General Purpose Compute Cards via PCIe

I’m sitting here at home wondering if it’s possible to install a PCIe card for extra compute into an existing system (ie. installing an extra CPU on a PCIe card). Mainly the question I had was if someone can have graphics/AI compute via PCIe, why can’t they have general purpose compute via PCIe? Does this exist already?

I’ve never heard of a product that supports this (but conceptually the Raspberry Pi compute module carrier boards are kind of what I’m thinking about). I’d think this would be a big market for people/companies looking to get more compute out of existing systems without spending buku bucks for entirely new systems.

A follow-up question comes to mind. Can we connect computers together via PCIe? Say two AMD EPYC systems for example?

On multi-CPU EPYC systems, the processors are interconnected with PCIe (half of them to be precise) so… kinda?

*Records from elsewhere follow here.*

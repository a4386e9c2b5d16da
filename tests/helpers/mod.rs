// tests/helpers/mod.rs
// Helper functions for testing geneconv-viz

#![allow(dead_code)]

use std::collections::HashMap;
use std::fs;
use std::path::{Path, PathBuf};

/// Header block as GENECONV writes it ahead of the fragment tables
pub const GENECONV_HEADER: &str = "\
#  GENECONV  Version 1.81
#  Input file: mtdna.fasta
#  Sequences: 3   Alignment length: 16569
#
#  Global Inner fragments
#                                 Sim     BC KA     Aligned Offsets         In Seq1         In Seq2
#  Names                         Pvalue  Pvalue    Begin  End   Len   Begin  End   Begin  End   Poly Dif Tot MisM Pen.
";

/// Three significant PI fragments covering 1200..=2400, 3000..=4800 and
/// 4500..=5200, one of them using the Fortran exponent marker.
pub const THREE_PI_FRAGMENTS: &str = "\
PI  s1;s2   0.0010  0.0100  1200  2400  1201  1200  2400  1200  2400  12  0  12  0  None
PI  s1;s3   1.2D-03 0.0300  3000  4800  1801  3000  4800  3000  4800  20  0  20  0  None
PI  s2;s3   0.0400  0.2000  4500  5200   701  4500  5200  4500  5200   9  0   9  0  None
";

/// Write a GENECONV-style file into `dir` and return its path
pub fn write_geneconv_file(dir: &Path, name: &str, fragments: &str) -> PathBuf {
    let path = dir.join(name);
    let contents = format!("{}{}#  End of table\n", GENECONV_HEADER, fragments);
    fs::write(&path, contents).expect("fixture should be writable");
    path
}

/// Parse a run summary file into a map of field to value
pub fn parse_summary_file(filepath: &Path) -> Result<HashMap<String, String>, String> {
    let contents = fs::read_to_string(filepath)
        .map_err(|e| format!("Could not read summary file {}: {}", filepath.display(), e))?;

    let mut field_map = HashMap::new();
    for line in contents.lines() {
        if line.trim().is_empty() {
            continue;
        }
        let parts: Vec<&str> = line.split('\t').collect();
        if parts.len() >= 2 {
            field_map.insert(parts[0].trim().to_string(), parts[1].trim().to_string());
        }
    }

    let required_fields = [
        "File name",
        "Fragments parsed",
        "Significant fragments",
        "Coverage length",
        "Total coverage",
        "Duplication coverage",
        "Duplication %",
        "Tail coverage",
        "Tail %",
        "Path",
        "Creation time",
    ];
    for field in required_fields {
        if !field_map.contains_key(field) {
            return Err(format!("Required field missing in summary: {}", field));
        }
    }

    Ok(field_map)
}

/// Read a coverage TSV back into a vector indexed by position
pub fn read_coverage_tsv(filepath: &Path) -> Vec<u32> {
    fs::read_to_string(filepath)
        .expect("coverage table should exist")
        .lines()
        .filter(|line| !line.starts_with('#'))
        .map(|line| {
            let (_, count) = line.split_once('\t').expect("two columns");
            count.parse().expect("numeric coverage")
        })
        .collect()
}
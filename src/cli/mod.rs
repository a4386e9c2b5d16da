// src/cli/mod.rs
// CLI argument parsing module for geneconv-viz
// Contains the Cli struct and related logic

use clap::Parser;
use geneconv_viz::coverage::{DEFAULT_MIN_LENGTH, DEFAULT_P_THRESHOLD, FragmentFilter};
use geneconv_viz::plotting::stats::{DEFAULT_TAIL_LEN, DuplicationRegion};
use log::LevelFilter;
use std::path::PathBuf;

#[derive(Parser, Debug)]
#[command(name = "geneconv-viz")]
#[command(about = "Visualize GENECONV coverage hotspots.", long_about = None)]
pub struct Cli {
    /// Path to raw GENECONV output file
    pub input: PathBuf,

    /// Duplication start coordinate
    #[arg(long = "start")]
    pub start: u64,

    /// Duplication end coordinate
    #[arg(long = "end")]
    pub end: u64,

    /// Output image name
    #[arg(short = 'o', long = "out", default_value = "geneconv_plot.png")]
    pub out: PathBuf,

    /// P-value threshold (fragments need SimP strictly below it)
    #[arg(long = "p", default_value_t = DEFAULT_P_THRESHOLD)]
    pub p_threshold: f64,

    /// Min fragment length
    #[arg(long = "minlen", default_value_t = DEFAULT_MIN_LENGTH)]
    pub min_length: u64,

    /// Length of the duplication tail highlighted separately
    #[arg(long = "tail", default_value_t = DEFAULT_TAIL_LEN)]
    pub tail_len: u64,

    /// Use SVG output format for the plot instead of PNG
    #[arg(long = "svg")]
    pub svg_output: bool,

    /// Color theme for the plot [classic, latte, frappe, nord, gruvbox]
    #[arg(long = "theme", default_value = "classic")]
    pub theme: String,

    /// Skip plotting (statistics and reports only)
    #[arg(long = "no-plot")]
    pub skip_plotting: bool,

    /// Write per-position coverage as TSV to this path
    #[arg(long = "coverage-output")]
    pub coverage_output: Option<PathBuf>,

    /// Write a tab-separated run summary to this path
    #[arg(long = "summary")]
    pub summary_output: Option<PathBuf>,

    /// Verbosity (-v info, -vv debug)
    #[arg(short = 'v', long = "verbose", action = clap::ArgAction::Count)]
    pub verbose: u8,
}

impl Cli {
    pub fn filter(&self) -> FragmentFilter {
        FragmentFilter {
            p_threshold: self.p_threshold,
            min_length: self.min_length,
        }
    }

    pub fn region(&self) -> DuplicationRegion {
        DuplicationRegion::new(self.start, self.end)
    }

    pub fn log_level(&self) -> LevelFilter {
        match self.verbose {
            0 => LevelFilter::Warn,
            1 => LevelFilter::Info,
            _ => LevelFilter::Debug,
        }
    }
}
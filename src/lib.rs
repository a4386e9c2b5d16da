//! Coverage of significant GENECONV gene conversion fragments.
//!
//! The pipeline is parse -> filter + accumulate -> region statistics -> render:
//! [`io::load_fragments`], [`coverage::calculate_coverage`],
//! [`plotting::stats::calculate_region_stats`] and [`plotting::plot_coverage`].

pub mod coverage;
pub mod error;
pub mod io;
pub mod plotting;

pub use coverage::{
    CoverageResult, FragmentFilter, FragmentKind, FragmentRecord, calculate_coverage,
};
pub use error::GeneConvError;
pub use io::load_fragments;
pub use plotting::stats::{DuplicationRegion, RegionStats, calculate_region_stats};
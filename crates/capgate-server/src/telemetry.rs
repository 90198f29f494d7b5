// capgate-server/src/telemetry.rs
// ============================================================================
// Module: Gate Telemetry
// Description: Metric hooks for gate decisions and downstream latency.
// Purpose: Provide decision counters and latency buckets without hard deps.
// Dependencies: capgate-core
// ============================================================================

//! ## Overview
//! A thin metrics interface for gate decisions. Deployments plug in their
//! own exporter by implementing [`GateMetrics`]; the default is a no-op.
//! [`InMemoryGateMetrics`] keeps counters and a bucketed latency histogram
//! for tests and local inspection.

// ============================================================================
// SECTION: Imports
// ============================================================================

use std::collections::BTreeMap;
use std::sync::Mutex;
use std::sync::PoisonError;
use std::time::Duration;

use capgate_core::CapabilityName;

// ============================================================================
// SECTION: Constants
// ============================================================================

/// Latency buckets in milliseconds for gated downstream calls.
pub const GATE_LATENCY_BUCKETS_MS: &[u64] =
    &[1, 2, 5, 10, 25, 50, 100, 250, 500, 1_000, 2_500, 5_000, 10_000, 30_000];

// ============================================================================
// SECTION: Metric Labels
// ============================================================================

/// Gate decision classification.
///
/// # Invariants
/// - Variants are stable for telemetry labeling.
#[derive(Debug, Clone, Copy, PartialEq, Eq, PartialOrd, Ord, serde::Serialize)]
#[serde(rename_all = "snake_case")]
pub enum GateDecision {
    /// No capability governs the path.
    Ungoverned,
    /// Governed path without a resolved caller.
    Ungated,
    /// Admitted within policy.
    Allowed,
    /// Admitted because the rate check could not be made.
    FailedOpen,
    /// Denied because the capability is disabled.
    Disabled,
    /// Denied because the caller lacks the required role.
    RoleRequired,
    /// Denied because the quota is exhausted.
    RateLimited,
}

impl GateDecision {
    /// Returns a stable label for the decision.
    #[must_use]
    pub const fn as_str(self) -> &'static str {
        match self {
            Self::Ungoverned => "ungoverned",
            Self::Ungated => "ungated",
            Self::Allowed => "allowed",
            Self::FailedOpen => "failed_open",
            Self::Disabled => "disabled",
            Self::RoleRequired => "role_required",
            Self::RateLimited => "rate_limited",
        }
    }
}

/// Gate metric event payload.
#[derive(Debug, Clone, PartialEq, Eq)]
pub struct GateMetricEvent {
    /// Capability governing the request, when any.
    pub capability: Option<CapabilityName>,
    /// Gate decision.
    pub decision: GateDecision,
    /// Downstream success flag, set once the downstream call completes.
    pub success: Option<bool>,
}

// ============================================================================
// SECTION: Trait
// ============================================================================

/// Metrics sink for gate decisions and latencies.
pub trait GateMetrics: Send + Sync {
    /// Records a gate decision.
    fn record_decision(&self, event: &GateMetricEvent);
    /// Records the downstream latency of an admitted request.
    fn record_latency(&self, event: &GateMetricEvent, latency: Duration);
}

/// No-op metrics sink.
pub struct NoopMetrics;

impl GateMetrics for NoopMetrics {
    fn record_decision(&self, _event: &GateMetricEvent) {}

    fn record_latency(&self, _event: &GateMetricEvent, _latency: Duration) {}
}

// ============================================================================
// SECTION: In-Memory Metrics
// ============================================================================

/// Counter and histogram state.
#[derive(Debug, Default)]
struct MetricState {
    /// Decision counters.
    decisions: BTreeMap<GateDecision, u64>,
    /// Latency histogram keyed by bucket upper bound (`u64::MAX` for
    /// overflow).
    latency: BTreeMap<u64, u64>,
}

/// Metrics sink that keeps counters in memory.
#[derive(Debug, Default)]
pub struct InMemoryGateMetrics {
    /// Guarded metric state.
    state: Mutex<MetricState>,
}

impl InMemoryGateMetrics {
    /// Creates an empty metrics sink.
    #[must_use]
    pub fn new() -> Self {
        Self::default()
    }

    /// Returns the number of recorded decisions of `decision`.
    #[must_use]
    pub fn decisions(&self, decision: GateDecision) -> u64 {
        let guard = self.state.lock().unwrap_or_else(PoisonError::into_inner);
        guard.decisions.get(&decision).copied().unwrap_or(0)
    }

    /// Returns the latency histogram as `(bucket_upper_ms, count)` pairs.
    #[must_use]
    pub fn latency_histogram(&self) -> Vec<(u64, u64)> {
        let guard = self.state.lock().unwrap_or_else(PoisonError::into_inner);
        guard.latency.iter().map(|(bucket, count)| (*bucket, *count)).collect()
    }
}

impl GateMetrics for InMemoryGateMetrics {
    fn record_decision(&self, event: &GateMetricEvent) {
        let mut guard = self.state.lock().unwrap_or_else(PoisonError::into_inner);
        *guard.decisions.entry(event.decision).or_insert(0) += 1;
    }

    fn record_latency(&self, _event: &GateMetricEvent, latency: Duration) {
        let bucket = latency_bucket_ms(latency);
        let mut guard = self.state.lock().unwrap_or_else(PoisonError::into_inner);
        *guard.latency.entry(bucket).or_insert(0) += 1;
    }
}

// ============================================================================
// SECTION: Helpers
// ============================================================================

/// Returns the smallest bucket bound covering `latency`, or `u64::MAX`.
#[must_use]
pub fn latency_bucket_ms(latency: Duration) -> u64 {
    let millis = u64::try_from(latency.as_millis()).unwrap_or(u64::MAX);
    GATE_LATENCY_BUCKETS_MS.iter().copied().find(|bound| millis <= *bound).unwrap_or(u64::MAX)
}

// ============================================================================
// SECTION: Tests
// ============================================================================

#[cfg(test)]
mod tests {
    use super::*;

    #[test]
    fn latency_buckets_round_up() {
        assert_eq!(latency_bucket_ms(Duration::from_millis(0)), 1);
        assert_eq!(latency_bucket_ms(Duration::from_millis(7)), 10);
        assert_eq!(latency_bucket_ms(Duration::from_millis(250)), 250);
        assert_eq!(latency_bucket_ms(Duration::from_secs(60)), u64::MAX);
    }

    #[test]
    fn in_memory_metrics_count_decisions() {
        let metrics = InMemoryGateMetrics::new();
        let event = GateMetricEvent {
            capability: None,
            decision: GateDecision::Ungoverned,
            success: None,
        };
        metrics.record_decision(&event);
        metrics.record_decision(&event);
        metrics.record_latency(&event, Duration::from_millis(3));
        assert_eq!(metrics.decisions(GateDecision::Ungoverned), 2);
        assert_eq!(metrics.decisions(GateDecision::Allowed), 0);
        assert_eq!(metrics.latency_histogram(), vec![(5, 1)]);
    }
}
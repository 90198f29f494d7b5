// capgate-core/src/identifiers.rs
// ============================================================================
// Module: capgate Identifiers
// Description: Opaque identifiers for capabilities and callers.
// Purpose: Provide strongly typed, serializable IDs with stable string forms.
// Dependencies: serde
// ============================================================================

//! ## Overview
//! Identifiers are opaque and serialize as plain strings. Validation of
//! capability names happens at configuration boundaries (see
//! [`crate::capability::CapabilityConfig::validate`]) rather than within
//! these wrappers.

// ============================================================================
// SECTION: Imports
// ============================================================================

use std::borrow::Borrow;
use std::fmt;

use serde::Deserialize;
use serde::Serialize;

// ============================================================================
// SECTION: Identifier Types
// ============================================================================

/// Capability name; the unique key of a capability entry.
#[derive(Debug, Clone, PartialEq, Eq, PartialOrd, Ord, Hash, Serialize, Deserialize)]
#[serde(transparent)]
pub struct CapabilityName(String);

impl CapabilityName {
    /// Creates a new capability name.
    #[must_use]
    pub fn new(name: impl Into<String>) -> Self {
        Self(name.into())
    }

    /// Returns the name as a string slice.
    #[must_use]
    pub fn as_str(&self) -> &str {
        &self.0
    }
}

impl fmt::Display for CapabilityName {
    fn fmt(&self, f: &mut fmt::Formatter<'_>) -> fmt::Result {
        self.0.fmt(f)
    }
}

impl Borrow<str> for CapabilityName {
    fn borrow(&self) -> &str {
        &self.0
    }
}

impl From<&str> for CapabilityName {
    fn from(value: &str) -> Self {
        Self::new(value)
    }
}

impl From<String> for CapabilityName {
    fn from(value: String) -> Self {
        Self::new(value)
    }
}

/// Resolved caller identity; the partition key for usage queries.
#[derive(Debug, Clone, PartialEq, Eq, PartialOrd, Ord, Hash, Serialize, Deserialize)]
#[serde(transparent)]
pub struct CallerId(String);

impl CallerId {
    /// Creates a new caller identifier.
    #[must_use]
    pub fn new(id: impl Into<String>) -> Self {
        Self(id.into())
    }

    /// Returns the identifier as a string slice.
    #[must_use]
    pub fn as_str(&self) -> &str {
        &self.0
    }
}

impl fmt::Display for CallerId {
    fn fmt(&self, f: &mut fmt::Formatter<'_>) -> fmt::Result {
        self.0.fmt(f)
    }
}

impl From<&str> for CallerId {
    fn from(value: &str) -> Self {
        Self::new(value)
    }
}

impl From<String> for CallerId {
    fn from(value: String) -> Self {
        Self::new(value)
    }
}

Sort of. You have FPGA boards for the “specialized” compute, e.g. Xilinx Alveo. You have the GPGPU-like cards like the MI250 / H100. On either of these you can do CPU-like computation, but depending on the workload more or less efficiently than a “real” CPU.

You don’t really see a “real” CPU on PCIe boards because you would need a separate memory, power, cooling, probably storage, etc - likely a new, small box on its own. In these cases, compute blades seem to be a better solution.

EDIT: well, technically, Intel NUC Compute Elements exist, but they are not configured to act as devices in the PCIe tree as far as I’m aware, so you’d need another way to communicate with it, like Ethernet or Thunderbolt maybe?

The Xeon Phi cards are the closest thing I’m aware of:

You plug them into PCIe and then usually offload computations to it, similar to a CUDA/OpenCL on a GPU. But they run on x86 so they can run x86 code natively. You can also ssh into them and use them ‘standalone’. They are discontinued though…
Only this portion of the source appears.